Ward Churchill, the controversial University of Colorado professor found guilty by a faculty panel of multiple forms of academic misconduct, has released a detailed defense. In a six-page reply, he questioned the process under which he was investigated, the standards the committee applied, and its conclusions. He characterized the process as "the latest step in CU's ongoing attempt to fire me for political speech and, more fundamentally, for scholarship which challenges the orthodox 'canon' of historical truth."
Gustavus Adolphus College, in Minnesota, has announced that it will no longer require applicants to submit ACT or SAT scores. College officials said that they had studied the experience of other liberal arts colleges that have dropped the requirement, and found that other measures -- particularly high school grades and coursework -- were better ways to predict college success.
Faculty members at the University of Maine at Presque Isle have voted no confidence in President Karl E. Burgher, citing his failure to communicate well with students or professors and allegations that he wanted to ignore an incident where athletes on a road trip hired a stripper to perform for them in a hotel, The Bangor Daily News reported. Student leaders joined faculty members in calling for the president's ouster. Burgher told the newspaper that he did not want to discuss details, but that he was working with faculty members to "resolve" issues in ways that would satisfy everyone.
A major donor to Stanford University athletics has just made a gift of $100 million, The San Francisco Chronicle reported. The gift has not been announced formally and is not entirely for athletics, the newspaper said. It identified the donor as John Arrillaga, a developer.
Thousands of students in Indiana are finding their state grants for the next academic year significantly smaller than they expected, The Indianapolis Star reported. Officials blamed a number of factors, including a larger-than-expected applicant pool and a tight state budget.
Ryan Cross, a former basketball coach at Barton County Community College, in Kansas, pleaded guilty to wire fraud in falsifying the records of athletes, The Hutchinson News reported. Barton County Community Collegte has been facing one of the largest scandals in two-year college athletics, with multiple indictments of former officials.
Comments on
Quick Takes: Ward Churchill's Defense, Gustavus Adolphus Drops ACT/SAT, Presque Isle Professors Vote No Confidence, Stanford's Semi-Secret $100M, Indiana Students' Grants Shrink, Wire Fraud by Coach
Cjurchill Kangaroo Court at CU
Posted
by BA
on May 25, 2006 at 12:20pm EDT
Living in Colorado, I have been following this controversy from the start. Governor Owens of Colorado made clear his intentions early on to get Churchill fired and to punish anyone within the state of Colorado who publicly supports Churchill. Among other things, the University of Colorado administration is bowing to threats from Owens to punish UC if it does not fire Churchill. Owens threatened to withhold state and federal funding from UC if it does not comply with his wishes to get rid of Churchill. Moreover, Owens has had conversations with David Horowitz about imposing the so-called "academic bill of rights," a right-wing attempt to impose speech control on faculty to its liking.

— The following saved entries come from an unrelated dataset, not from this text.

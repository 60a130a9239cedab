use std::sync::Arc;
use std::time::{Duration, Instant};
use winit::application::ApplicationHandler;
use winit::dpi::{LogicalSize, PhysicalPosition};
use winit::event::{ElementState, MouseButton, WindowEvent};
use winit::event_loop::{ActiveEventLoop, ControlFlow};
use winit::keyboard::{KeyCode, PhysicalKey};
use winit::window::{Window, WindowId};

use crate::config::{Config, IDLE_FPS};
use crate::gpu::{CellBuffers, GpuContext, GpuError, RenderParams, RenderPipeline};
use crate::input::{command_for_key, log_controls, pixel_to_cell};
use crate::simulation::{Command, Grid, RunState, SimulationController};

const WINDOW_TITLE: &str = "Conway's Game of Life";

/// Everything needed to draw the grid, created once the window exists
struct Renderer {
    gpu: GpuContext,
    buffers: CellBuffers,
    pipeline: RenderPipeline,
    bind_group: wgpu::BindGroup,
    grid_size: u32,
    cell_size: (u32, u32),
}

impl Renderer {
    fn new(window: Arc<Window>, config: &Config, grid: &Grid) -> Result<Self, GpuError> {
        log::info!("Creating GPU context...");
        let gpu = pollster::block_on(GpuContext::new(window.clone()))?;

        let grid_size = grid.size() as u32;
        let cell_size = config.cell_size();
        let params = RenderParams::new(grid_size, cell_size, window.scale_factor());
        let buffers = CellBuffers::new(&gpu.device, &gpu.queue, grid, &params);

        log::info!("Creating render pipeline...");
        let pipeline = RenderPipeline::new(&gpu.device, gpu.format());
        let bind_group = pipeline.create_bind_group(
            &gpu.device,
            &buffers.cells_buffer,
            &buffers.render_params_buffer,
        );

        Ok(Self {
            gpu,
            buffers,
            pipeline,
            bind_group,
            grid_size,
            cell_size,
        })
    }

    fn rescale(&self, scale_factor: f64) {
        let params = RenderParams::new(self.grid_size, self.cell_size, scale_factor);
        self.buffers.update_render_params(&self.gpu.queue, &params);
    }

    fn render(&mut self, grid: &Grid) {
        self.buffers.update_cells(&self.gpu.queue, grid);

        let output = match self.gpu.surface.get_current_texture() {
            Ok(texture) => texture,
            Err(wgpu::SurfaceError::Lost | wgpu::SurfaceError::Outdated) => {
                // Reconfigure surface
                self.gpu.surface.configure(&self.gpu.device, &self.gpu.config);
                return;
            }
            Err(e) => {
                log::error!("Surface error: {:?}", e);
                return;
            }
        };

        let view = output
            .texture
            .create_view(&wgpu::TextureViewDescriptor::default());

        let mut encoder = self
            .gpu
            .device
            .create_command_encoder(&wgpu::CommandEncoderDescriptor {
                label: Some("frame-encoder"),
            });

        self.pipeline.draw(&mut encoder, &view, &self.bind_group);

        self.gpu.queue.submit(std::iter::once(encoder.finish()));
        output.present();
    }
}

/// Application state
pub struct App {
    config: Config,
    controller: SimulationController,
    window: Option<Arc<Window>>,
    renderer: Option<Renderer>,
    cursor: Option<PhysicalPosition<f64>>,
    clock: FrameClock,
    title: String,
}

impl App {
    pub fn new(config: Config) -> Self {
        Self {
            controller: SimulationController::new(config.grid_size),
            config,
            window: None,
            renderer: None,
            cursor: None,
            clock: FrameClock::new(Instant::now()),
            title: String::new(),
        }
    }

    /// Frames per second for the current state
    fn frame_rate(&self) -> u32 {
        match self.controller.state() {
            RunState::Idle => IDLE_FPS,
            RunState::Running => self.config.simulation_speed,
        }
    }

    fn handle_command(&mut self, command: Command) {
        if self.controller.handle(command) {
            log::debug!(
                "{:?}: generation {}, history depth {}",
                command,
                self.controller.generation(),
                self.controller.history().len()
            );
            if let Some(window) = &self.window {
                window.request_redraw();
            }
        }
    }

    fn handle_key(&mut self, key_code: KeyCode) {
        if let Some(command) = command_for_key(key_code) {
            self.handle_command(command);
        }
    }

    fn handle_click(&mut self) {
        let (Some(window), Some(position)) = (&self.window, self.cursor) else {
            return;
        };

        let logical = position.to_logical::<f64>(window.scale_factor());
        let (cell_width, cell_height) = self.config.cell_size();
        if let Some((x, y)) = pixel_to_cell(logical.x, logical.y, cell_width, cell_height) {
            self.handle_command(Command::Toggle { x, y });
        }
    }

    fn update_title(&mut self) {
        let status = match self.controller.state() {
            RunState::Idle => "",
            RunState::Running => " [Running]",
        };
        let title = format!(
            "{} - Generation: {}{}",
            WINDOW_TITLE,
            self.controller.generation(),
            status
        );

        if title != self.title {
            if let Some(window) = &self.window {
                window.set_title(&title);
            }
            self.title = title;
        }
    }
}

impl ApplicationHandler for App {
    fn resumed(&mut self, event_loop: &ActiveEventLoop) {
        if self.window.is_some() {
            return;
        }

        log::info!("Initializing {}...", WINDOW_TITLE);

        let window_attrs = Window::default_attributes()
            .with_title(WINDOW_TITLE)
            .with_inner_size(LogicalSize::new(self.config.width, self.config.height))
            .with_resizable(false);

        let window = match event_loop.create_window(window_attrs) {
            Ok(window) => Arc::new(window),
            Err(e) => {
                log::error!("Failed to create window: {}", e);
                event_loop.exit();
                return;
            }
        };

        let renderer = match Renderer::new(window.clone(), &self.config, self.controller.grid()) {
            Ok(renderer) => renderer,
            Err(e) => {
                log::error!("Failed to initialize rendering: {}", e);
                event_loop.exit();
                return;
            }
        };

        log::info!("Initialization complete!");
        log_controls();

        window.request_redraw();
        self.window = Some(window);
        self.renderer = Some(renderer);
        self.update_title();
    }

    fn window_event(
        &mut self,
        event_loop: &ActiveEventLoop,
        _window_id: WindowId,
        event: WindowEvent,
    ) {
        match event {
            WindowEvent::CloseRequested => {
                log::info!("Close requested, exiting...");
                event_loop.exit();
            }
            WindowEvent::KeyboardInput { event, .. } => {
                if event.state.is_pressed() && !event.repeat {
                    if let PhysicalKey::Code(key_code) = event.physical_key {
                        if key_code == KeyCode::Escape {
                            log::info!("Escape pressed, exiting...");
                            event_loop.exit();
                        } else {
                            self.handle_key(key_code);
                        }
                    }
                }
            }
            WindowEvent::CursorMoved { position, .. } => {
                self.cursor = Some(position);
            }
            WindowEvent::CursorLeft { .. } => {
                self.cursor = None;
            }
            WindowEvent::MouseInput {
                state: ElementState::Pressed,
                button: MouseButton::Left,
                ..
            } => {
                self.handle_click();
            }
            WindowEvent::Resized(new_size) => {
                if let Some(renderer) = &mut self.renderer {
                    log::debug!("Window resized to {}x{}", new_size.width, new_size.height);
                    renderer.gpu.resize(new_size);
                }
            }
            WindowEvent::ScaleFactorChanged { scale_factor, .. } => {
                if let Some(renderer) = &self.renderer {
                    renderer.rescale(scale_factor);
                }
            }
            WindowEvent::RedrawRequested => {
                if let Some(renderer) = &mut self.renderer {
                    renderer.render(self.controller.grid());
                }
                self.update_title();
            }
            _ => {}
        }
    }

    fn about_to_wait(&mut self, event_loop: &ActiveEventLoop) {
        let now = Instant::now();
        if self.clock.is_due(now) {
            // One generation per frame while auto-running; no-op when idle
            self.controller.tick();
            self.clock.schedule(now, self.frame_rate());

            if let Some(window) = &self.window {
                window.request_redraw();
            }
        }

        event_loop.set_control_flow(ControlFlow::WaitUntil(self.clock.next_frame()));
    }
}

/// Caps the loop at a fixed number of frames per second
struct FrameClock {
    next_frame: Instant,
}

impl FrameClock {
    fn new(now: Instant) -> Self {
        Self { next_frame: now }
    }

    fn is_due(&self, now: Instant) -> bool {
        now >= self.next_frame
    }

    /// Schedule the next frame one period after `now`
    fn schedule(&mut self, now: Instant, fps: u32) {
        self.next_frame = now + frame_period(fps);
    }

    fn next_frame(&self) -> Instant {
        self.next_frame
    }
}

fn frame_period(fps: u32) -> Duration {
    Duration::from_secs_f64(1.0 / fps.max(1) as f64)
}
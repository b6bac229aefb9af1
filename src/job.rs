//! Pack job submission and tracking.
//!
//! # Architecture
//!
//! ```text
//! ┌──────────────┐  POST/PATCH /user/packs   ┌─────────────┐
//! │  PackClient  │ ─────────────────────────►│             │
//! │              │ ◄──────── {"job_id"} ──── │  Pack API   │
//! │  JobSession  │  GET /job/{id} (SSE)      │             │
//! │              │ ◄──────── events ──────── │             │
//! └──────────────┘                           └─────────────┘
//! ```
//!
//! The session feeds stream bytes through `sse::FrameAssembler` and
//! `sse::parse_frame`, then hands each event to the router:
//!
//! | event      | action                                     |
//! |------------|--------------------------------------------|
//! | `progress` | progress callback                          |
//! | `status`   | ignored                                    |
//! | `result`   | success payload or failure (terminal)      |
//! | `error`    | failure (terminal)                         |
//! | other      | progress if it looks like one, else ignored |
//!
//! # Usage
//!
//! ```ignore
//! use packjob::job::{NoProgress, PackClient};
//!
//! let client = PackClient::new(config)?;
//! let edited = client.edit_pack("cats_by_bot", &request, NoProgress).await?;
//! ```

mod client;
mod error;
mod router;
mod session;

pub use client::{error_message, extract_job_id, PackClient};
pub use error::JobError;
pub use reqwest::Method;
pub use router::{classify, dispatch, route, Route, TypedEvent};
pub use session::{JobSession, NoProgress, ProgressSink, SessionState};
//! Frame-to-event parsing.
//!
//! Turns one complete frame into its event type and joined data payload.
//! Only the `event` and `data` fields matter to job streams; `id`, `retry`
//! and comment lines are accepted and ignored.

/// Event type used when a frame carries no `event:` line.
pub const DEFAULT_EVENT_TYPE: &str = "message";

/// One parsed stream event.
#[derive(Debug, Clone, PartialEq, Eq)]
pub struct SseMessage {
    pub event: String,
    pub data: String,
}

/// Parse a frame produced by `FrameAssembler`.
///
/// Returns `None` when the joined payload is empty, which covers keep-alive
/// comments and frames with no `data:` lines.
///
/// # Example
///
/// ```ignore
/// let msg = parse_frame("event: progress\ndata: {\"done\":1,\"total\":2}").unwrap();
/// assert_eq!(msg.event, "progress");
/// ```
pub fn parse_frame(frame: &str) -> Option<SseMessage> {
    let mut event: Option<String> = None;
    let mut data_lines: Vec<&str> = Vec::new();

    for line in frame.split('\n') {
        let line = line.strip_suffix('\r').unwrap_or(line);

        if line.starts_with(':') {
            continue;
        }

        if let Some(value) = line.strip_prefix("event:") {
            event = Some(value.trim().to_string());
        } else if let Some(value) = line.strip_prefix("data:") {
            data_lines.push(value.trim_start());
        }
    }

    let data = data_lines.join("\n");
    if data.is_empty() {
        return None;
    }

    let event = event
        .filter(|e| !e.is_empty())
        .unwrap_or_else(|| DEFAULT_EVENT_TYPE.to_string());

    Some(SseMessage { event, data })
}

#[cfg(test)]
mod tests {
    use super::*;
    use pretty_assertions::assert_eq;

    #[test]
    fn test_event_and_data() {
        let msg = parse_frame("event: progress\ndata: {\"done\":3,\"total\":10}").unwrap();
        assert_eq!(msg.event, "progress");
        assert_eq!(msg.data, "{\"done\":3,\"total\":10}");
    }

    #[test]
    fn test_default_event_type() {
        let msg = parse_frame("data: hello").unwrap();
        assert_eq!(msg.event, DEFAULT_EVENT_TYPE);
        assert_eq!(msg.data, "hello");
    }

    #[test]
    fn test_no_data_lines_produces_nothing() {
        assert_eq!(parse_frame("event: status"), None);
        assert_eq!(parse_frame(": keep-alive"), None);
        assert_eq!(parse_frame(""), None);
    }

    #[test]
    fn test_empty_data_produces_nothing() {
        assert_eq!(parse_frame("event: progress\ndata:"), None);
        assert_eq!(parse_frame("data:   "), None);
    }

    #[test]
    fn test_multiple_data_lines_join_in_order() {
        let msg = parse_frame("event: result\ndata: first\ndata: second\ndata:third").unwrap();
        assert_eq!(msg.data, "first\nsecond\nthird");
    }

    #[test]
    fn test_crlf_lines() {
        let msg = parse_frame("event: error\r\ndata: \"boom\"\r\n").unwrap();
        assert_eq!(msg.event, "error");
        assert_eq!(msg.data, "\"boom\"");
    }

    #[test]
    fn test_leading_whitespace_trimmed_trailing_kept() {
        let msg = parse_frame("data:\t  padded  ").unwrap();
        assert_eq!(msg.data, "padded  ");
    }

    #[test]
    fn test_ignores_other_fields_and_comments() {
        let msg = parse_frame(": comment\nid: 42\nretry: 1000\nevent: status\ndata: {}").unwrap();
        assert_eq!(msg.event, "status");
        assert_eq!(msg.data, "{}");
    }

    #[test]
    fn test_last_event_line_wins() {
        let msg = parse_frame("event: status\nevent: progress\ndata: {}").unwrap();
        assert_eq!(msg.event, "progress");
    }
}
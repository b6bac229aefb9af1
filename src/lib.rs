//! packjob library
//!
//! Client-side tracking of sticker pack jobs:
//!
//! - `job` - submission, event routing and the job session state machine
//! - `sse` - incremental Server-Sent Events framing and parsing
//! - `models` - request, response and event payload types
//! - `config` - client configuration from the environment
//!
//! # Job Module
//!
//! ```ignore
//! use packjob::{ClientConfig, PackClient, ProgressSnapshot};
//!
//! let client = PackClient::new(ClientConfig::from_env()?)?;
//! let created = client
//!     .create_pack(&request, |p: &ProgressSnapshot| {
//!         println!("{}/{}", p.done, p.total);
//!     })
//!     .await?;
//! ```

pub mod config;
pub mod job;
pub mod models;
pub mod sse;

pub use config::ClientConfig;
pub use job::{JobError, NoProgress, PackClient, ProgressSink};
pub use models::{JobHandle, ProgressSnapshot};
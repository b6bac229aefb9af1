//! packjob - submit a sticker pack job and follow it to completion.
//!
//! ```text
//! packjob create <request.json>
//! packjob edit <pack_name> <request.json>
//! ```
//!
//! Progress is written to stderr, the final result as JSON to stdout.
//! Configuration comes from `PACKJOB_*` environment variables.

use std::io::{self, Write};
use std::path::Path;

use anyhow::{bail, Context, Result};
use serde::de::DeserializeOwned;
use tracing_subscriber::{layer::SubscriberExt, util::SubscriberInitExt};

use packjob::models::{CreatePackRequest, EditPackRequest};
use packjob::{ClientConfig, PackClient, ProgressSnapshot};

const USAGE: &str = "usage:\n  packjob create <request.json>\n  packjob edit <pack_name> <request.json>";

/// Width of the progress bar in characters.
const BAR_WIDTH: usize = 30;

#[tokio::main]
async fn main() -> Result<()> {
    tracing_subscriber::registry()
        .with(tracing_subscriber::EnvFilter::new(
            std::env::var("RUST_LOG").unwrap_or_else(|_| "packjob=info".into()),
        ))
        .with(
            tracing_subscriber::fmt::layer()
                .with_target(false)
                .with_writer(io::stderr),
        )
        .init();

    let args: Vec<String> = std::env::args().skip(1).collect();
    let config = ClientConfig::from_env().context("Failed to load configuration")?;
    tracing::info!("Using API at {}", config.base_url);
    let client = PackClient::new(config)?;

    let result = match args.iter().map(String::as_str).collect::<Vec<_>>().as_slice() {
        ["create", path] => {
            let request: CreatePackRequest = read_json(Path::new(path))?;
            let response = client.create_pack(&request, print_progress).await?;
            serde_json::to_value(response)?
        }
        ["edit", name, path] => {
            let request: EditPackRequest = read_json(Path::new(path))?;
            let response = client.edit_pack(name, &request, print_progress).await?;
            serde_json::to_value(response)?
        }
        _ => bail!("{}", USAGE),
    };

    eprintln!();
    println!("{}", serde_json::to_string_pretty(&result)?);
    Ok(())
}

fn read_json<T: DeserializeOwned>(path: &Path) -> Result<T> {
    let text = std::fs::read_to_string(path)
        .with_context(|| format!("Failed to read {}", path.display()))?;
    serde_json::from_str(&text).with_context(|| format!("Invalid request JSON in {}", path.display()))
}

fn print_progress(progress: &ProgressSnapshot) {
    let filled = (progress.fraction() * BAR_WIDTH as f64).round() as usize;
    let bar = format!("{}{}", "#".repeat(filled), "-".repeat(BAR_WIDTH - filled));
    let message = progress.message.as_deref().unwrap_or("");

    let mut stderr = io::stderr().lock();
    // Best effort: a closed stderr must not fail the job
    let _ = write!(
        stderr,
        "\r[{}] {}/{} {}",
        bar, progress.done, progress.total, message
    );
    let _ = stderr.flush();
}
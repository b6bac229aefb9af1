//! Client configuration.
//!
//! Values come from the environment with fallbacks:
//!
//! | Variable                        | Default                      |
//! |---------------------------------|------------------------------|
//! | `PACKJOB_API_URL`               | `http://localhost:8080/api`  |
//! | `PACKJOB_SESSION_TOKEN`         | unset                        |
//! | `PACKJOB_JOB_TIMEOUT_SECS`      | unset (no timeout)           |
//! | `PACKJOB_CONNECT_TIMEOUT_SECS`  | `10`                         |

use std::time::Duration;

use anyhow::{Context, Result};
use url::Url;

pub const DEFAULT_API_URL: &str = "http://localhost:8080/api";

/// Default connect timeout in seconds.
const DEFAULT_CONNECT_TIMEOUT_SECS: u64 = 10;

#[derive(Debug, Clone)]
pub struct ClientConfig {
    /// API root that `/user/packs` and `/job/{id}` are resolved against.
    pub base_url: Url,
    /// Sent as the `jwt` cookie when present.
    pub session_token: Option<String>,
    /// Upper bound on the streaming phase of a job.
    pub job_timeout: Option<Duration>,
    pub connect_timeout: Duration,
}

impl Default for ClientConfig {
    fn default() -> Self {
        Self {
            base_url: Url::parse(DEFAULT_API_URL).expect("default API URL is valid"),
            session_token: None,
            job_timeout: None,
            connect_timeout: Duration::from_secs(DEFAULT_CONNECT_TIMEOUT_SECS),
        }
    }
}

impl ClientConfig {
    /// Build a config for the given API root.
    pub fn new(base_url: &str) -> Result<Self> {
        Ok(Self {
            base_url: parse_base_url(base_url)?,
            ..Self::default()
        })
    }

    /// Load configuration from `PACKJOB_*` environment variables.
    pub fn from_env() -> Result<Self> {
        Self::from_lookup(|key| std::env::var(key).ok())
    }

    fn from_lookup(lookup: impl Fn(&str) -> Option<String>) -> Result<Self> {
        let base_url = lookup("PACKJOB_API_URL").unwrap_or_else(|| DEFAULT_API_URL.to_string());

        let job_timeout = lookup("PACKJOB_JOB_TIMEOUT_SECS")
            .map(|v| parse_secs("PACKJOB_JOB_TIMEOUT_SECS", &v))
            .transpose()?;

        let connect_timeout = lookup("PACKJOB_CONNECT_TIMEOUT_SECS")
            .map(|v| parse_secs("PACKJOB_CONNECT_TIMEOUT_SECS", &v))
            .transpose()?
            .unwrap_or(Duration::from_secs(DEFAULT_CONNECT_TIMEOUT_SECS));

        Ok(Self {
            base_url: parse_base_url(&base_url)?,
            session_token: lookup("PACKJOB_SESSION_TOKEN").filter(|t| !t.is_empty()),
            job_timeout,
            connect_timeout,
        })
    }

    pub fn with_session_token(mut self, token: impl Into<String>) -> Self {
        self.session_token = Some(token.into());
        self
    }

    pub fn with_job_timeout(mut self, timeout: Duration) -> Self {
        self.job_timeout = Some(timeout);
        self
    }

    /// Join an API path onto the base URL.
    ///
    /// The base path is kept: `http://host/api` + `/job/1` is
    /// `http://host/api/job/1`.
    pub fn endpoint(&self, path: &str) -> String {
        format!(
            "{}/{}",
            self.base_url.as_str().trim_end_matches('/'),
            path.trim_start_matches('/')
        )
    }

    /// URL of a job's event stream, `{base}/job/{job_id}`.
    ///
    /// The id is pushed as a single path segment, so reserved characters in
    /// it are percent-encoded instead of changing the request target.
    pub fn job_url(&self, job_id: &str) -> Result<Url> {
        let mut url = self.base_url.clone();
        url.path_segments_mut()
            .map_err(|_| anyhow::anyhow!("API URL cannot carry a path: {}", self.base_url))?
            .pop_if_empty()
            .push("job")
            .push(job_id);
        Ok(url)
    }
}

fn parse_base_url(raw: &str) -> Result<Url> {
    let url = Url::parse(raw).with_context(|| format!("Invalid API URL: {}", raw))?;
    if !matches!(url.scheme(), "http" | "https") {
        anyhow::bail!("API URL must be http or https, got {}", url.scheme());
    }
    Ok(url)
}

fn parse_secs(key: &str, value: &str) -> Result<Duration> {
    value
        .trim()
        .parse::<u64>()
        .map(Duration::from_secs)
        .with_context(|| format!("Invalid {} value: {}", key, value))
}
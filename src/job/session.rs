//! Job session state machine.
//!
//! A session tracks one submitted job from enqueue to its single outcome:
//!
//! ```text
//! Submitting ──► StreamOpening ──► Streaming ──► Resolved
//!      │               │                            ▲
//!      └───────────────┴────────────────────────────┘
//!                    (failure at any step)
//! ```
//!
//! The byte stream is moved into `stream()` and dropped when it returns, so
//! the reader is always released before the outcome is handed back.
//! `resolve()` consumes the session, which makes a second resolution
//! impossible.

use std::time::Duration;

use futures_util::{pin_mut, Stream, StreamExt};
use serde::de::DeserializeOwned;
use serde_json::Value;
use tracing::{debug, info, warn};

use crate::job::router::{dispatch, Route};
use crate::job::JobError;
use crate::models::{JobHandle, ProgressSnapshot};
use crate::sse::{parse_frame, FrameAssembler};

/// Receiver of intermediate progress.
///
/// Closures taking `&ProgressSnapshot` implement this; pass `NoProgress`
/// to opt out.
pub trait ProgressSink {
    fn on_progress(&mut self, snapshot: &ProgressSnapshot);
}

impl<F> ProgressSink for F
where
    F: FnMut(&ProgressSnapshot),
{
    fn on_progress(&mut self, snapshot: &ProgressSnapshot) {
        self(snapshot)
    }
}

/// Progress sink that discards every update.
#[derive(Debug, Clone, Copy, Default)]
pub struct NoProgress;

impl ProgressSink for NoProgress {
    fn on_progress(&mut self, _snapshot: &ProgressSnapshot) {}
}

/// Lifecycle state of a job session.
#[derive(Debug, Clone, Copy, PartialEq, Eq)]
pub enum SessionState {
    Submitting,
    StreamOpening,
    Streaming,
    Resolved,
}

/// One job from submission to outcome.
pub struct JobSession<P> {
    state: SessionState,
    job: Option<JobHandle>,
    progress: P,
}

impl<P: ProgressSink> JobSession<P> {
    pub fn new(progress: P) -> Self {
        Self {
            state: SessionState::Submitting,
            job: None,
            progress,
        }
    }

    pub fn state(&self) -> SessionState {
        self.state
    }

    pub fn job(&self) -> Option<&JobHandle> {
        self.job.as_ref()
    }

    /// Record the job id returned by the enqueue call.
    pub fn submitted(&mut self, job: JobHandle) {
        debug_assert_eq!(self.state, SessionState::Submitting);
        debug!("Job {} enqueued", job);
        self.job = Some(job);
        self.state = SessionState::StreamOpening;
    }

    /// Read the job's event stream until it produces an outcome.
    ///
    /// Returns on the first terminal event, decode failure, transport error,
    /// or end of stream. With a `limit`, the read loop races a timer and
    /// expiry yields `JobError::Timeout`. Either way the stream is dropped
    /// and the session is `Resolved` when this returns.
    pub async fn stream<S, B, E>(
        &mut self,
        stream: S,
        limit: Option<Duration>,
    ) -> Result<Value, JobError>
    where
        S: Stream<Item = Result<B, E>>,
        B: AsRef<[u8]>,
        E: Into<JobError>,
    {
        self.state = SessionState::Streaming;

        let outcome = match limit {
            Some(limit) => tokio::time::timeout(limit, self.read_events(stream))
                .await
                .unwrap_or_else(|_| Err(JobError::Timeout(limit))),
            None => self.read_events(stream).await,
        };
        self.state = SessionState::Resolved;
        outcome
    }

    async fn read_events<S, B, E>(&mut self, stream: S) -> Result<Value, JobError>
    where
        S: Stream<Item = Result<B, E>>,
        B: AsRef<[u8]>,
        E: Into<JobError>,
    {
        pin_mut!(stream);
        let mut assembler = FrameAssembler::new();

        while let Some(chunk) = stream.next().await {
            let chunk = match chunk {
                Ok(chunk) => chunk,
                Err(e) => return Err(e.into()),
            };

            for frame in assembler.push(chunk.as_ref())? {
                let Some(message) = parse_frame(&frame) else {
                    continue;
                };

                debug!(event = %message.event, "Routing job event");
                match dispatch(&message) {
                    Route::Progress(snapshot) => self.progress.on_progress(&snapshot),
                    Route::Continue => {}
                    Route::Resolve(outcome) => return outcome,
                }
            }
        }

        if let Some(tail) = assembler.finish() {
            warn!("Job stream closed mid-frame ({} bytes unterminated)", tail.len());
        }
        Err(JobError::StreamEndedPrematurely)
    }

    /// Produce the session's outcome, decoding a success payload into `T`.
    ///
    /// Failures before streaming resolve here directly; the session is
    /// consumed either way.
    pub fn resolve<T: DeserializeOwned>(
        self,
        outcome: Result<Value, JobError>,
    ) -> Result<T, JobError> {
        let job = self
            .job
            .as_ref()
            .map(JobHandle::to_string)
            .unwrap_or_else(|| "<unsubmitted>".to_string());

        let outcome = outcome.and_then(|data| {
            serde_json::from_value(data).map_err(|e| {
                JobError::MalformedFrame(format!("Failed to parse result data: {}", e))
            })
        });

        match &outcome {
            Ok(_) => info!("Job {} completed", job),
            Err(e) => warn!("Job {} failed: {}", job, e),
        }
        outcome
    }
}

Now Churchill has been found guilty of so-called "research misconduct" by a committee that does not follow respectable and professionally accepted standards of research procedures nor has it followed even the rules of the University of Colorado under which it operated.
Churchill was found guilty by a committee that amounts to a prosecution team (of CU lawyers and their cohorts), without sufficient opportunity to defend himself and without a jury. Moreover, following a previous pattern, the committee made clear that CU intends to initiate yet another investigation (for an actual total so far of 3) into Churchill’s academic performance based on still more purported allegations.
This entire debacle is Kafkaesque. And it is certainly a disgrace to the University of Colorado.
specifics please
Posted
by Larry
on May 25, 2006 at 6:10pm EDT
BA, Can you point to a single part of the report which you think is legally or factually incorrect. Was Churchill not given an opportunity to defend himself, cross examine witnesses, or was he not informed of the nature of the charges against him? If you have not read the report, then you are not helping. Further, as a constitutional and statutory jury trial is not required when sanctioning or dismissing a professor or any public employee.
Politicians make all sorts of crazy claims, but most of them are for public consumption only.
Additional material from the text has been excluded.